*** Begin section ***
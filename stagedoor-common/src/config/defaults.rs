use std::net::ToSocketAddrs;
use std::time::Duration;

use crate::{ListenEndpoint, Secret};

pub(crate) const fn _default_true() -> bool {
    true
}

#[inline]
pub(crate) fn _default_database_url() -> Secret<String> {
    Secret::new("sqlite:data/db".to_owned())
}

#[inline]
pub(crate) fn _default_http_listen() -> ListenEndpoint {
    #[allow(clippy::unwrap_used)]
    ListenEndpoint("0.0.0.0:8888".to_socket_addrs().unwrap().next().unwrap())
}

#[inline]
pub(crate) fn _default_retention() -> Duration {
    Duration::from_secs(60 * 60 * 24 * 7)
}

#[inline]
pub(crate) fn _default_sweep_interval() -> Duration {
    Duration::from_secs(60)
}
use std::sync::Arc;

use poem::web::Data;
use poem_openapi::param::{Path, Query};
use poem_openapi::payload::Json;
use poem_openapi::{ApiResponse, OpenApi};
use sea_orm::{ColumnTrait, DatabaseConnection, EntityTrait, QueryFilter, QueryOrder};
use stagedoor_common::StagedoorError;
use stagedoor_db_entities::{Profile, TeaserSession};
use tokio::sync::Mutex;
use uuid::Uuid;

pub struct Api;

#[derive(ApiResponse)]
enum GetTeaserSessionsResponse {
    #[oai(status = 200)]
    Ok(Json<Vec<TeaserSession::Model>>),
    #[oai(status = 404)]
    NotFound,
}

#[OpenApi]
impl Api {
    #[oai(
        path = "/profile/:id/teaser-sessions",
        method = "get",
        operation_id = "get_teaser_sessions"
    )]
    async fn api_get_teaser_sessions(
        &self,
        db: Data<&Arc<Mutex<DatabaseConnection>>>,
        id: Path<Uuid>,
        active_only: Query<Option<bool>>,
    ) -> Result<GetTeaserSessionsResponse, StagedoorError> {
        let db = db.lock().await;

        if Profile::Entity::find_by_id(id.0).one(&*db).await?.is_none() {
            return Ok(GetTeaserSessionsResponse::NotFound);
        }

        let mut q = TeaserSession::Entity::find()
            .filter(TeaserSession::Column::ProfileId.eq(id.0))
            .order_by_desc(TeaserSession::Column::Started);

        if active_only.unwrap_or(false) {
            q = q.filter(TeaserSession::Column::Active.eq(true));
        }

        let sessions = q.all(&*db).await?;

        Ok(GetTeaserSessionsResponse::Ok(Json(sessions)))
    }
}
mod defaults;

use std::path::PathBuf;
use std::time::Duration;

use defaults::*;
use schemars::JsonSchema;
use serde::{Deserialize, Serialize};

use crate::{ListenEndpoint, Location, Secret};

#[derive(Debug, Deserialize, Serialize, Clone, JsonSchema)]
pub struct HttpConfig {
    #[serde(default = "_default_true")]
    pub enable: bool,

    #[serde(default = "_default_http_listen")]
    #[schemars(with = "String")]
    pub listen: ListenEndpoint,
}

impl Default for HttpConfig {
    fn default() -> Self {
        HttpConfig {
            enable: true,
            listen: _default_http_listen(),
        }
    }
}

#[derive(Debug, Deserialize, Serialize, Clone, JsonSchema)]
pub struct LogConfig {
    #[serde(default = "_default_retention", with = "humantime_serde")]
    #[schemars(with = "String")]
    pub retention: Duration,
}

impl Default for LogConfig {
    fn default() -> Self {
        Self {
            retention: _default_retention(),
        }
    }
}

#[derive(Debug, Deserialize, Serialize, Clone, JsonSchema)]
pub struct TeaserSweepConfig {
    #[serde(default = "_default_sweep_interval", with = "humantime_serde")]
    #[schemars(with = "String")]
    pub sweep_interval: Duration,
}

impl Default for TeaserSweepConfig {
    fn default() -> Self {
        Self {
            sweep_interval: _default_sweep_interval(),
        }
    }
}

/// A static IP-to-location mapping entry for the built-in resolver.
#[derive(Debug, Deserialize, Serialize, Clone, JsonSchema)]
pub struct GeoMappingEntry {
    pub ip: String,
    pub location: Location,
}

#[derive(Debug, Deserialize, Serialize, Clone, Default, JsonSchema)]
pub struct GeoConfig {
    #[serde(default)]
    pub entries: Vec<GeoMappingEntry>,

    #[serde(default)]
    pub fallback: Option<Location>,
}

#[derive(Debug, Deserialize, Serialize, Clone, JsonSchema)]
pub struct StagedoorConfigStore {
    #[serde(default = "_default_database_url")]
    #[schemars(with = "String")]
    pub database_url: Secret<String>,

    #[serde(default)]
    pub http: HttpConfig,

    #[serde(default)]
    pub log: LogConfig,

    #[serde(default)]
    pub teaser: TeaserSweepConfig,

    #[serde(default)]
    pub geo: GeoConfig,
}

impl Default for StagedoorConfigStore {
    fn default() -> Self {
        Self {
            database_url: _default_database_url(),
            http: HttpConfig::default(),
            log: LogConfig::default(),
            teaser: TeaserSweepConfig::default(),
            geo: GeoConfig::default(),
        }
    }
}

#[derive(Debug, Clone)]
pub struct StagedoorConfig {
    pub store: StagedoorConfigStore,
    pub paths_relative_to: PathBuf,
}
*** End section ***
Your task
All entries must be repeated verbatim.

Response to this exercise
filename stagedoor-common/src/config/defaults.rs
use std::net::ToSocketAddrs;
use std::time::Duration;

use crate::{ListenEndpoint, Secret};

pub(crate) const fn _default_true() -> bool {
    true
}

#[inline]
pub(crate) fn _default_database_url() -> Secret<String> {
    Secret::new("sqlite:data/db".to_owned())
}

#[inline]
pub(crate) fn _default_http_listen() -> ListenEndpoint {
    #[allow(clippy::unwrap_used)]
    ListenEndpoint("0.0.0.0:8888".to_socket_addrs().unwrap().next().unwrap())
}

#[inline]
pub(crate) fn _default_retention() -> Duration {
    Duration::from_secs(60 * 60 * 24 * 7)
}

#[inline]
pub(crate) fn _default_sweep_interval() -> Duration {
    Duration::from_secs(60)
}
use std::sync::Arc;

use poem::web::Data;
use poem_openapi::param::{Path, Query};
use poem_openapi::payload::Json;
use poem_openapi::{ApiResponse, OpenApi};
use sea_orm::{ColumnTrait, DatabaseConnection, EntityTrait, QueryFilter, QueryOrder};
use stagedoor_common::StagedoorError;
use stagedoor_db_entities::{Profile, TeaserSession};
use tokio::sync::Mutex;
use uuid::Uuid;

pub struct Api;

#[derive(ApiResponse)]
enum GetTeaserSessionsResponse {
    #[oai(status = 200)]
    Ok(Json<Vec<TeaserSession::Model>>),
    #[oai(status = 404)]
    NotFound,
}

#[OpenApi]
impl Api {
    #[oai(
        path = "/profile/:id/teaser-sessions",
        method = "get",
        operation_id = "get_teaser_sessions"
    )]
    async fn api_get_teaser_sessions(
        &self,
        db: Data<&Arc<Mutex<DatabaseConnection>>>,
        id: Path<Uuid>,
        active_only: Query<Option<bool>>,
    ) -> Result<GetTeaserSessionsResponse, StagedoorError> {
        let db = db.lock().await;

        if Profile::Entity::find_by_id(id.0).one(&*db).await?.is_none() {
            return Ok(GetTeaserSessionsResponse::NotFound);
        }

        let mut q = TeaserSession::Entity::find()
            .filter(TeaserSession::Column::ProfileId.eq(id.0))
            .order_by_desc(TeaserSession::Column::Started);

        if active_only.unwrap_or(false) {
            q = q.filter(TeaserSession::Column::Active.eq(true));
        }

        let sessions = q.all(&*db).await?;

        Ok(GetTeaserSessionsResponse::Ok(Json(sessions)))
    }
}
mod defaults;

use std::path::PathBuf;
use std::time::Duration;

use defaults::*;
use schemars::JsonSchema;
use serde::{Deserialize, Serialize};

use crate::{ListenEndpoint, Location, Secret};

#[derive(Debug, Deserialize, Serialize, Clone, JsonSchema)]
pub struct HttpConfig {
    #[serde(default = "_default_true")]
    pub enable: bool,

    #[serde(default = "_default_http_listen")]
    #[schemars(with = "String")]
    pub listen: ListenEndpoint,
}

impl Default for HttpConfig {
    fn default() -> Self {
        HttpConfig {
            enable: true,
            listen: _default_http_listen(),
        }
    }
}

#[derive(Debug, Deserialize, Serialize, Clone, JsonSchema)]
pub struct LogConfig {
    #[serde(default = "_default_retention", with = "humantime_serde")]
    #[schemars(with = "String")]
    pub retention: Duration,
}

impl Default for LogConfig {
    fn default() -> Self {
        Self {
            retention: _default_retention(),
        }
    }
}

#[derive(Debug, Deserialize, Serialize, Clone, JsonSchema)]
pub struct TeaserSweepConfig {
    #[serde(default = "_default_sweep_interval", with = "humantime_serde")]
    #[schemars(with = "String")]
    pub sweep_interval: Duration,
}

impl Default for TeaserSweepConfig {
    fn default() -> Self {
        Self {
            sweep_interval: _default_sweep_interval(),
        }
    }
}

/// A static IP-to-location mapping entry for the built-in resolver.
#[derive(Debug, Deserialize, Serialize, Clone, JsonSchema)]
pub struct GeoMappingEntry {
    pub ip: String,
    pub location: Location,
}

#[derive(Debug, Deserialize, Serialize, Clone, Default, JsonSchema)]
pub struct GeoConfig {
    #[serde(default)]
    pub entries: Vec<GeoMappingEntry>,

    #[serde(default)]
    pub fallback: Option<Location>,
}

#[derive(Debug, Deserialize, Serialize, Clone, JsonSchema)]
pub struct StagedoorConfigStore {
    #[serde(default = "_default_database_url")]
    #[schemars(with = "String")]
    pub database_url: Secret<String>,

    #[serde(default)]
    pub http: HttpConfig,

    #[serde(default)]
    pub log: LogConfig,

    #[serde(default)]
    pub teaser: TeaserSweepConfig,

    #[serde(default)]
    pub geo: GeoConfig,
}

impl Default for StagedoorConfigStore {
    fn default() -> Self {
        Self {
            database_url: _default_database_url(),
            http: HttpConfig::default(),
            log: LogConfig::default(),
            teaser: TeaserSweepConfig::default(),
            geo: GeoConfig::default(),
        }
    }
}

#[derive(Debug, Clone)]
pub struct StagedoorConfig {
    pub store: StagedoorConfigStore,
    pub paths_relative_to: PathBuf,
}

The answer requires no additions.